Aim of the exercise: What lines below contain the string "ConfigError"? List them all.

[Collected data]
- - -

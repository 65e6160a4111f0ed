use serde::Deserialize;
use std::env;

use atelier_catalog::{
    standard_tier_entries, Catalog, CatalogError, CategoryMap, CategoryRange, CoveragePolicy,
    GenerationOptions, PricingConfig, TierEntry,
};
use atelier_fulfillment::DeliveryConfig;

#[derive(Debug, Deserialize, Clone)]
pub struct Config {
    pub server: ServerConfig,
    pub catalog: CatalogConfig,
    pub pricing: PricingConfig,
    #[serde(default)]
    pub generation: GenerationOptions,
    #[serde(default)]
    pub delivery: DeliveryConfig,
    pub storage: StorageConfig,
}

#[derive(Debug, Deserialize, Clone)]
pub struct ServerConfig {
    pub port: u16,
}

#[derive(Debug, Deserialize, Clone)]
pub struct CatalogConfig {
    pub inventory_size: u32,
    #[serde(default)]
    pub coverage: CoveragePolicy,
    pub ranges: Vec<CategoryRange>,
    /// Omitted: one bundle per category plus the standard vault,
    /// subscription and enterprise entries
    #[serde(default)]
    pub tiers: Option<Vec<TierEntry>>,
}

impl CatalogConfig {
    /// Validate the ranges and assemble the catalog
    pub fn build(&self) -> Result<Catalog, CatalogError> {
        let categories = CategoryMap::new(self.ranges.clone())?;
        let tiers = match &self.tiers {
            Some(tiers) => tiers.clone(),
            None => standard_tier_entries(&categories, self.inventory_size),
        };
        Catalog::new(self.inventory_size, categories, tiers, self.coverage)
    }
}

#[derive(Debug, Deserialize, Clone)]
pub struct StorageConfig {
    /// Directory backing the local object store
    pub root: String,
    /// Prefix of generated download URLs
    pub base_url: String,
}

impl Config {
    pub fn load() -> Result<Self, config::ConfigError> {
        Self::load_from("config")
    }

    pub fn load_from(dir: &str) -> Result<Self, config::ConfigError> {
        let run_mode = env::var("RUN_MODE").unwrap_or_else(|_| "development".into());

        let s = config::Config::builder()
            .add_source(config::File::with_name(&format!("{}/default", dir)))
            // Per-environment overrides are optional
            .add_source(config::File::with_name(&format!("{}/{}", dir, run_mode)).required(false))
            // Not checked in
            .add_source(config::File::with_name(&format!("{}/local", dir)).required(false))
            // Eg. `ATELIER__SERVER__PORT=9000`
            .add_source(config::Environment::with_prefix("ATELIER").separator("__"))
            .build()?;

        s.try_deserialize()
    }
}

#[cfg(test)]
mod tests {
    use super::*;
    use atelier_catalog::{FailurePolicy, PricingTier};

    fn shipped() -> Config {
        Config::load_from(concat!(env!("CARGO_MANIFEST_DIR"), "/../config")).unwrap()
    }

    #[test]
    fn test_shipped_config_matches_marketplace() {
        let config = shipped();
        let catalog = config.catalog.build().unwrap();
        let reference = Catalog::template_marketplace();

        assert_eq!(catalog.inventory_size(), 487);
        assert_eq!(catalog.categories(), reference.categories());
        assert_eq!(catalog.tiers(), reference.tiers());
        assert_eq!(config.generation.failure_policy, FailurePolicy::ContinueOnError);
        assert_eq!(config.delivery.url_expiry_seconds, 3600);
    }

    #[test]
    fn test_shipped_pricing_matches_defaults() {
        let config = shipped();
        let defaults = PricingConfig::default();

        for tier in PricingTier::ALL {
            assert_eq!(config.pricing.tier(tier).rule, defaults.tier(tier).rule, "{} rule", tier);
        }
        assert_eq!(config.pricing.currency, "usd");
    }

    #[test]
    fn test_invalid_ranges_fail_to_build() {
        let config = CatalogConfig {
            inventory_size: 10,
            coverage: CoveragePolicy::Strict,
            ranges: vec![CategoryRange::new(1, 6, "A"), CategoryRange::new(5, 10, "B")],
            tiers: None,
        };
        assert!(config.build().is_err());
    }
}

- - -

Solution to this exercise:
    pub fn load() -> Result<Self, config::ConfigError> {
    pub fn load_from(dir: &str) -> Result<Self, config::ConfigError> {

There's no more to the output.